* _TASK TO CARRY OUT_
For the records below, print the lines from the line with "five permitted query" through the line with "pub const REJECTED_ERROR_MESSAGE: &str" exactly as written; include both end lines and exclude the rest.

* _DATA SECTION_
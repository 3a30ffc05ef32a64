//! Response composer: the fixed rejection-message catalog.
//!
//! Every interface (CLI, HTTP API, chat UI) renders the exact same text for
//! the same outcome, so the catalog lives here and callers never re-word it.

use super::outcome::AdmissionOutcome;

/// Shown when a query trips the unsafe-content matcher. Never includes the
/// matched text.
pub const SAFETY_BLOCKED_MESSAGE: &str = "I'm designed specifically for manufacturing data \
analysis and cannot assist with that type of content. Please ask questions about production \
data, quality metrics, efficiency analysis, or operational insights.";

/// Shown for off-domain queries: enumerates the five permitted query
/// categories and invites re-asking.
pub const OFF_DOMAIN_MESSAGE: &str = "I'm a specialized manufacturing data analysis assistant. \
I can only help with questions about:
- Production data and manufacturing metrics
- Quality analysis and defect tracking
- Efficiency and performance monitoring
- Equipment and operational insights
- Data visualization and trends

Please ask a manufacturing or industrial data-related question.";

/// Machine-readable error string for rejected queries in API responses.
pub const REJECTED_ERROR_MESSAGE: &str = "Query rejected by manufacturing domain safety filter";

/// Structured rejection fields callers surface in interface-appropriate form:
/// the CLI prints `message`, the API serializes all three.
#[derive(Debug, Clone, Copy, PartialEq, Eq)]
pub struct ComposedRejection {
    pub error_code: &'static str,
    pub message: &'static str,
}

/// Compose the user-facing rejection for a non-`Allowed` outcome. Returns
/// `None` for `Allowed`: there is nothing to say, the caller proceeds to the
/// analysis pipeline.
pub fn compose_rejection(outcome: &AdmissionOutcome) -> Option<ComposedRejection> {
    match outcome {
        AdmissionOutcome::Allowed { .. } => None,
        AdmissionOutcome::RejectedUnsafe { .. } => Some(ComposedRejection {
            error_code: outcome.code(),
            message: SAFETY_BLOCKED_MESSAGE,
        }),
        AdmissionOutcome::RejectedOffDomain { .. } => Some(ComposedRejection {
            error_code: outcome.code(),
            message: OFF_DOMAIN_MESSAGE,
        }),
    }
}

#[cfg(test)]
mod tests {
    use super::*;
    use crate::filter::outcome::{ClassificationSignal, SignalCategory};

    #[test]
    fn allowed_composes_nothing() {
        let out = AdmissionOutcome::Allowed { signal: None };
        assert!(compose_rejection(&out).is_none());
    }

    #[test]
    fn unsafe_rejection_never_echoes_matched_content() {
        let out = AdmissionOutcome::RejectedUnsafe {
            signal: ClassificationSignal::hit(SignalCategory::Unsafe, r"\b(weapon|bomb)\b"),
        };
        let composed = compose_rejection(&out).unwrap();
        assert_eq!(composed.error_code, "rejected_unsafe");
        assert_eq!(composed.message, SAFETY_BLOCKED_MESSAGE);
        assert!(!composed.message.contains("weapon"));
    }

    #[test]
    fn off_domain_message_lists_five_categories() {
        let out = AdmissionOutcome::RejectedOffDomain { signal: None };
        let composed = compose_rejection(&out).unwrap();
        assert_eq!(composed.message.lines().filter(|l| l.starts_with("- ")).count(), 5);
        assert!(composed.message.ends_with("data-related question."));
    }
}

...

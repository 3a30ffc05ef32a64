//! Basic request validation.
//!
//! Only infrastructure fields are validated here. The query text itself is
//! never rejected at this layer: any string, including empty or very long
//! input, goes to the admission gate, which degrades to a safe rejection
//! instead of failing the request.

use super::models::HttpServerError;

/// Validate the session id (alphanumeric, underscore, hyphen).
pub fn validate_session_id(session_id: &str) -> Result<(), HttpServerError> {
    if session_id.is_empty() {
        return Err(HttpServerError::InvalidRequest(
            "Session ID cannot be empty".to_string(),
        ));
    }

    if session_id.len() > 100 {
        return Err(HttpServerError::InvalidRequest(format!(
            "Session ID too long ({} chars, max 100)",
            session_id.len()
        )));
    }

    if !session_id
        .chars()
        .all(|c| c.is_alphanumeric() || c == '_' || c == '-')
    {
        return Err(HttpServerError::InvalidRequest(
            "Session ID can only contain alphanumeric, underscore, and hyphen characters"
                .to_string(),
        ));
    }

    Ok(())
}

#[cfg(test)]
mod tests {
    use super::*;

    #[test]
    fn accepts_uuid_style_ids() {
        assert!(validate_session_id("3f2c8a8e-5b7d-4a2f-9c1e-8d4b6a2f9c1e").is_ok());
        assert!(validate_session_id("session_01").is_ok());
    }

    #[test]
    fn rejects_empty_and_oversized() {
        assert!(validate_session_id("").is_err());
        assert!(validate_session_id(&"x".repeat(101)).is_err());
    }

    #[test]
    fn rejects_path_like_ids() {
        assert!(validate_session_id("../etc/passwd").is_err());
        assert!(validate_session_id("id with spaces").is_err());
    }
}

* _REPLY TO THE TASK_
/// Shown for off-domain queries: enumerates the five permitted query
/// categories and invites re-asking.
pub const OFF_DOMAIN_MESSAGE: &str = "I'm a specialized manufacturing data analysis assistant. \
I can only help with questions about:
- Production data and manufacturing metrics
- Quality analysis and defect tracking
- Efficiency and performance monitoring
- Equipment and operational insights
- Data visualization and trends

Please ask a manufacturing or industrial data-related question.";

/// Machine-readable error string for rejected queries in API responses.
pub const REJECTED_ERROR_MESSAGE: &str = "Query rejected by manufacturing domain safety filter";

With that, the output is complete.